John Williams Andrews (November 10, 1898 – March 18, 1975) was a journalist, public relations professional, poet and author of non-fiction.

Andrews was born in Bryn Mawr, Pennsylvania on November 10, 1898, to Evangeline Holcombe Walker and noted historian Charles McLean Andrews. During his journalistic career he worked for Chung Mei in China before joining the Connecticut-based New Haven Journal-Courier. After Yale Law School and acceptance to the New York State bar, he began practicing with the law firm Root, Clark Buckner & Ballentine before leaving to write History of the founding of Wolf's Head, and then became involved in the publication of poetry journals.

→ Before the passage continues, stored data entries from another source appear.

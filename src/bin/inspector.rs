//! Terminal front end for the transaction inspector
//!
//! Reads one serialized transaction per line from stdin, as the capturing
//! backend pushes them, and prints each record as it enters the store.
//! Lines starting with `:` are user commands:
//!
//! - `:select <id>` activates a transaction and prints its processed view
//! - `:replay` asks the backend to replay the active transaction
//! - `:list` prints every transaction, newest first
//!
//! # Options
//!
//! - `--config <file>`: inspector settings as JSON
//! - `--batch <file>`: initial batch of transactions to load at startup
//! - `--replay-base <url>`: backend base URL, overrides the config file
//!
//! Logging goes to stderr and is controlled by `RUST_LOG`.

use chrono::Utc;
use log::{error, info};
use std::path::PathBuf;
use std::process::ExitCode;
use tokio::io::{AsyncBufReadExt, BufReader};
use tokio::sync::mpsc;
use txn_inspector::config::{load_config_file, InspectorConfig};
use txn_inspector::formatter::metadata::{format_relative_time, format_timestamp};
use txn_inspector::models::MessageRecord;
use txn_inspector::replay::ReplayClient;
use txn_inspector::store::{EventOutcome, Inspector, InspectorEvent, TransactionStore};
use txn_inspector::{FormatOptions, TransactionRecord};

const EVENT_QUEUE_SIZE: usize = 64;

#[derive(Debug, Default)]
struct Args {
    config: Option<PathBuf>,
    batch: Option<PathBuf>,
    replay_base: Option<String>,
}

fn parse_args() -> Result<Args, String> {
    let mut args = Args::default();
    let mut iter = std::env::args().skip(1);
    while let Some(flag) = iter.next() {
        let mut value = || {
            iter.next()
                .ok_or_else(|| format!("Missing value for {}", flag))
        };
        match flag.as_str() {
            "--config" => args.config = Some(PathBuf::from(value()?)),
            "--batch" => args.batch = Some(PathBuf::from(value()?)),
            "--replay-base" => args.replay_base = Some(value()?),
            other => return Err(format!("Unknown argument: {}", other)),
        }
    }
    Ok(args)
}

fn load_settings(args: &Args) -> Result<InspectorConfig, String> {
    let mut config = match &args.config {
        Some(path) => load_config_file(path)?,
        None => InspectorConfig::default(),
    };
    if let Some(base) = &args.replay_base {
        config.replay_base_url = base.clone();
        config.validate()?;
    }
    Ok(config)
}

/// One line of input.
#[derive(Debug, PartialEq)]
enum Input {
    Event(InspectorEvent),
    List,
}

fn parse_line(line: &str) -> Option<Input> {
    let line = line.trim();
    if line.is_empty() {
        return None;
    }
    let event = match line.strip_prefix(':') {
        Some("list") => return Some(Input::List),
        Some("replay") => InspectorEvent::Replay,
        Some(cmd) => InspectorEvent::Select(cmd.strip_prefix("select ")?.trim().to_string()),
        None => InspectorEvent::Message(line.to_string()),
    };
    Some(Input::Event(event))
}

fn print_message(label: &str, message: &MessageRecord) {
    println!("--- {} ---", label);
    match &message.raw_text {
        Some(text) => println!("{}", text),
        None => println!("{}", message.hex_dump.as_deref().unwrap_or("")),
    }
    if message.body.has_content {
        println!("--- {} body ({}) ---", label, message.body.syntax_class.as_str());
        println!("{}", message.body.text.as_str());
    }
    if let Some(err) = &message.body.error {
        println!("!!! {}", err);
    }
}

fn print_transaction(txn: &TransactionRecord) {
    println!("=== {} {} ===", txn.id, txn.summary());
    if let (Some(at), Some(ago)) = (
        format_timestamp(txn.start),
        format_relative_time(txn.start, Utc::now()),
    ) {
        println!("captured {} ({})", at, ago);
    }
    print_message("request", &txn.request);
    print_message("response", &txn.response);
}

fn print_list(store: &TransactionStore) {
    for txn in store.all() {
        let marker = if store.is_active(txn) { '*' } else { ' ' };
        println!("{} {} {}", marker, txn.id, txn.summary());
    }
}

async fn read_stdin(tx: mpsc::Sender<Input>) {
    let mut lines = BufReader::new(tokio::io::stdin()).lines();
    let _ = tx.send(Input::Event(InspectorEvent::Connected)).await;
    loop {
        let input = match lines.next_line().await {
            Ok(Some(line)) => match parse_line(&line) {
                Some(input) => input,
                None => continue,
            },
            Ok(None) => {
                let closed = InspectorEvent::Disconnected("end of input".to_string());
                let _ = tx.send(Input::Event(closed)).await;
                return;
            }
            Err(e) => {
                let _ = tx.send(Input::Event(InspectorEvent::TransportError(e.to_string()))).await;
                return;
            }
        };
        if tx.send(input).await.is_err() {
            return;
        }
    }
}

#[tokio::main(flavor = "current_thread")]
async fn main() -> ExitCode {
    env_logger::Builder::from_env(env_logger::Env::default().default_filter_or("info"))
        .target(env_logger::Target::Stderr)
        .init();

    let args = match parse_args() {
        Ok(args) => args,
        Err(e) => {
            eprintln!("{}", e);
            eprintln!("Usage: inspector [--config <file>] [--batch <file>] [--replay-base <url>]");
            return ExitCode::from(2);
        }
    };
    let config = match load_settings(&args) {
        Ok(config) => config,
        Err(e) => {
            error!("{}", e);
            return ExitCode::FAILURE;
        }
    };
    let client = match ReplayClient::from_config(&config) {
        Ok(client) => client,
        Err(e) => {
            error!("{}", e);
            return ExitCode::FAILURE;
        }
    };

    let mut inspector = Inspector::new(TransactionStore::new(FormatOptions::from(&config)));
    if let Some(path) = &args.batch {
        let loaded = std::fs::read_to_string(path)
            .map_err(|e| e.to_string())
            .and_then(|json| {
                inspector
                    .store_mut()
                    .initialize_from_json(&json)
                    .map_err(|e| e.to_string())
            });
        if let Err(e) = loaded {
            error!("Failed to load batch {}: {}", path.display(), e);
        }
        print_list(inspector.store());
    }

    let (tx, mut rx) = mpsc::channel(EVENT_QUEUE_SIZE);
    tokio::spawn(read_stdin(tx));

    loop {
        let input = tokio::select! {
            input = rx.recv() => match input {
                Some(input) => input,
                None => break,
            },
            _ = tokio::signal::ctrl_c() => {
                info!("Interrupted");
                break;
            }
        };

        let event = match input {
            Input::Event(event) => event,
            Input::List => {
                print_list(inspector.store());
                continue;
            }
        };

        match inspector.handle(event) {
            EventOutcome::Inserted { id, activated } => {
                if let Some(txn) = inspector.store().get(&id) {
                    if activated {
                        print_transaction(txn);
                    } else {
                        println!("+ {} {}", txn.id, txn.summary());
                    }
                }
            }
            EventOutcome::Activated(_) => {
                if let Some(txn) = inspector.store().get_active() {
                    print_transaction(txn);
                }
            }
            EventOutcome::Replay(request) => {
                client.dispatch(request);
            }
            EventOutcome::Rejected(e) => error!("{}", e),
            EventOutcome::Ignored => {}
        }
    }

    ExitCode::SUCCESS
}

#[cfg(test)]
mod tests {
    use super::*;

    #[test]
    fn test_parse_line() {
        assert_eq!(parse_line("  "), None);
        assert_eq!(parse_line(":list"), Some(Input::List));
        assert_eq!(
            parse_line(":replay"),
            Some(Input::Event(InspectorEvent::Replay))
        );
        assert_eq!(
            parse_line(":select  abc "),
            Some(Input::Event(InspectorEvent::Select("abc".to_string())))
        );
        assert_eq!(parse_line(":bogus"), None);
        assert_eq!(
            parse_line(r#"{"Id":"x"}"#),
            Some(Input::Event(InspectorEvent::Message(r#"{"Id":"x"}"#.to_string())))
        );
    }
}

In 1936, he wrote Prelude to 'Icaros', designed as the introduction to an epic about Charles Lindbergh's transatlantic flight.

In 1940 he joined the United States Justice Department as chief of the Federal-State Relations Section, and later as a trial attorney in the Antitrust Division.

He was director of the Washington Institute of Mental Health in 1951, then joined the public relations firm Hill & Knowlton before forming his own firm, Andrews Associaresm Inc., and retiring from the field in 1962.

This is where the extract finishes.